What the exercise asks:
Copy each line below that has "anyhow".

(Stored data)
◇ ◇ ◇ ◇ ◇
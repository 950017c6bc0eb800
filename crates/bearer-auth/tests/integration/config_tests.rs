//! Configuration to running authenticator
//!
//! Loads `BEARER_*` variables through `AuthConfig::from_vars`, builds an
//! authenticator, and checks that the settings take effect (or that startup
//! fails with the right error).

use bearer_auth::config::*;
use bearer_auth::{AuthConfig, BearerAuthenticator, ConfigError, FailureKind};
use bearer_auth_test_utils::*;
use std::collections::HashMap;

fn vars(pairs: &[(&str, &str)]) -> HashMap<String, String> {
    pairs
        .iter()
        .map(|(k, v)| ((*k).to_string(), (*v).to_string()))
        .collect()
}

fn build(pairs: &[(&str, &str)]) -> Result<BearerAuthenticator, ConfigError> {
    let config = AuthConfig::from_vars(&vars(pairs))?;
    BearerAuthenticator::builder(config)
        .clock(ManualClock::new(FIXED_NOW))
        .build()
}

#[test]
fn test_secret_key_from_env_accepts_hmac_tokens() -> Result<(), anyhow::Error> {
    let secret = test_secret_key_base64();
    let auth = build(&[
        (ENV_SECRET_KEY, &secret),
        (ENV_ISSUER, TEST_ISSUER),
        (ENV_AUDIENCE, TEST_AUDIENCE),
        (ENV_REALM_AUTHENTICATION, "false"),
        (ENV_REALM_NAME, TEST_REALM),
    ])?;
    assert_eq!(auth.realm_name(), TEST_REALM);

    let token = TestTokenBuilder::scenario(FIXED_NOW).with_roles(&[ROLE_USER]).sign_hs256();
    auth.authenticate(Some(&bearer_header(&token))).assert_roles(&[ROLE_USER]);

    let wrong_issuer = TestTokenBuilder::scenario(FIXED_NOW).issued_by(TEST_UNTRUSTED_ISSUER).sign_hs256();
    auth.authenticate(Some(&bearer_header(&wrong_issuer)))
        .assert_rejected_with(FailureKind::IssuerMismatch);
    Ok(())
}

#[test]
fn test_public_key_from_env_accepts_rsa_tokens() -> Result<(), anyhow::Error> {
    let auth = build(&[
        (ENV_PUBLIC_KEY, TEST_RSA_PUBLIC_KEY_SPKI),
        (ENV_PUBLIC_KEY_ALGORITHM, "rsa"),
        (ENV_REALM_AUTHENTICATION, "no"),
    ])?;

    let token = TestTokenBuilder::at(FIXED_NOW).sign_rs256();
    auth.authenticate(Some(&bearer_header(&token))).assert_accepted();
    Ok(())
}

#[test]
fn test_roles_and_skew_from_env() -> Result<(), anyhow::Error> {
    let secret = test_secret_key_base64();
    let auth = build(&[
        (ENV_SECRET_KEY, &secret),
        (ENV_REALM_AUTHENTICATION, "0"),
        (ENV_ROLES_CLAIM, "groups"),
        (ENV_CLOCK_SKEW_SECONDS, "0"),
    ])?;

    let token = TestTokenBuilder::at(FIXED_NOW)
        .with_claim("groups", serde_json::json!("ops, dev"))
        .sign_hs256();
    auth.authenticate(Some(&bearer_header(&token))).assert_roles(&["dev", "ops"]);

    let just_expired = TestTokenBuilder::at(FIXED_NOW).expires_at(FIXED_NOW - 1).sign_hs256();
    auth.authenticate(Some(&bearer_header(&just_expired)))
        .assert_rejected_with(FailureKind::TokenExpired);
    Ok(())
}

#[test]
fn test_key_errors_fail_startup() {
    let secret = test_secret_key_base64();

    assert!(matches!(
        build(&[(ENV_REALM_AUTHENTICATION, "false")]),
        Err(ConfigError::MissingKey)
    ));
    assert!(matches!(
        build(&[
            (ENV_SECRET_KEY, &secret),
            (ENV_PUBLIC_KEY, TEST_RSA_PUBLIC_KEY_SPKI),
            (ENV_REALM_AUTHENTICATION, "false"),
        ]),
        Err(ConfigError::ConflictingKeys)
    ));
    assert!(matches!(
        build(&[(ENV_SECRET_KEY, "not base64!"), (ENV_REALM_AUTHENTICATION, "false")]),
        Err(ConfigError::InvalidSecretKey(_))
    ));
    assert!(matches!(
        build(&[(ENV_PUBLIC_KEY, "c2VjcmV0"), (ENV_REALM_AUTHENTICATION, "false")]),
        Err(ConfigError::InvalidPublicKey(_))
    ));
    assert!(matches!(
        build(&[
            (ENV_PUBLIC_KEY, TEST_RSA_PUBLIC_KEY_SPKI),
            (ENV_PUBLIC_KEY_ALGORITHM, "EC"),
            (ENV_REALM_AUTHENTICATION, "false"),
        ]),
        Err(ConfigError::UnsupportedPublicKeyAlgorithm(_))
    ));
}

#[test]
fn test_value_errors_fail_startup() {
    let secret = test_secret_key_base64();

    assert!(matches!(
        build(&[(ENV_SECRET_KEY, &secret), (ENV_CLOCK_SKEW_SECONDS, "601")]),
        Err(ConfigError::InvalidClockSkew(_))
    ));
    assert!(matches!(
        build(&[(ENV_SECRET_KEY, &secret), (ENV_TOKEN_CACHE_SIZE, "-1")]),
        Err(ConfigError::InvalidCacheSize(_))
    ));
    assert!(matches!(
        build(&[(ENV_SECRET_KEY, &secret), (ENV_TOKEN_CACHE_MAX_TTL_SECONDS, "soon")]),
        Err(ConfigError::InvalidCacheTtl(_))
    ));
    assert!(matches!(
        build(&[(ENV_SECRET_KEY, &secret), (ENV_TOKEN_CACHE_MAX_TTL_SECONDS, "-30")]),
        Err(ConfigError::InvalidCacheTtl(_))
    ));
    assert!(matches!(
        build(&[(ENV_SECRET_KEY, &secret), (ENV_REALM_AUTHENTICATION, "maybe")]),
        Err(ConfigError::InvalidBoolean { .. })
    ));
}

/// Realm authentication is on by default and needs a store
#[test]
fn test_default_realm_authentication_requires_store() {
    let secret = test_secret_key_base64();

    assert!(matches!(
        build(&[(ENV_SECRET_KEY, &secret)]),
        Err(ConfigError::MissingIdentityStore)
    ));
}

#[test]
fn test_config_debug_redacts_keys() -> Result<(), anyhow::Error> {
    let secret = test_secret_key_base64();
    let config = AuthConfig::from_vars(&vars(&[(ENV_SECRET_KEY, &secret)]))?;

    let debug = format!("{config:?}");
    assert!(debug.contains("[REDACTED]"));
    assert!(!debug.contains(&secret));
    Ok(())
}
◇ ◇ ◇ ◇ ◇
Answer for this exercise:
fn test_secret_key_from_env_accepts_hmac_tokens() -> Result<(), anyhow::Error> {
fn test_public_key_from_env_accepts_rsa_tokens() -> Result<(), anyhow::Error> {
fn test_roles_and_skew_from_env() -> Result<(), anyhow::Error> {
fn test_config_debug_redacts_keys() -> Result<(), anyhow::Error> {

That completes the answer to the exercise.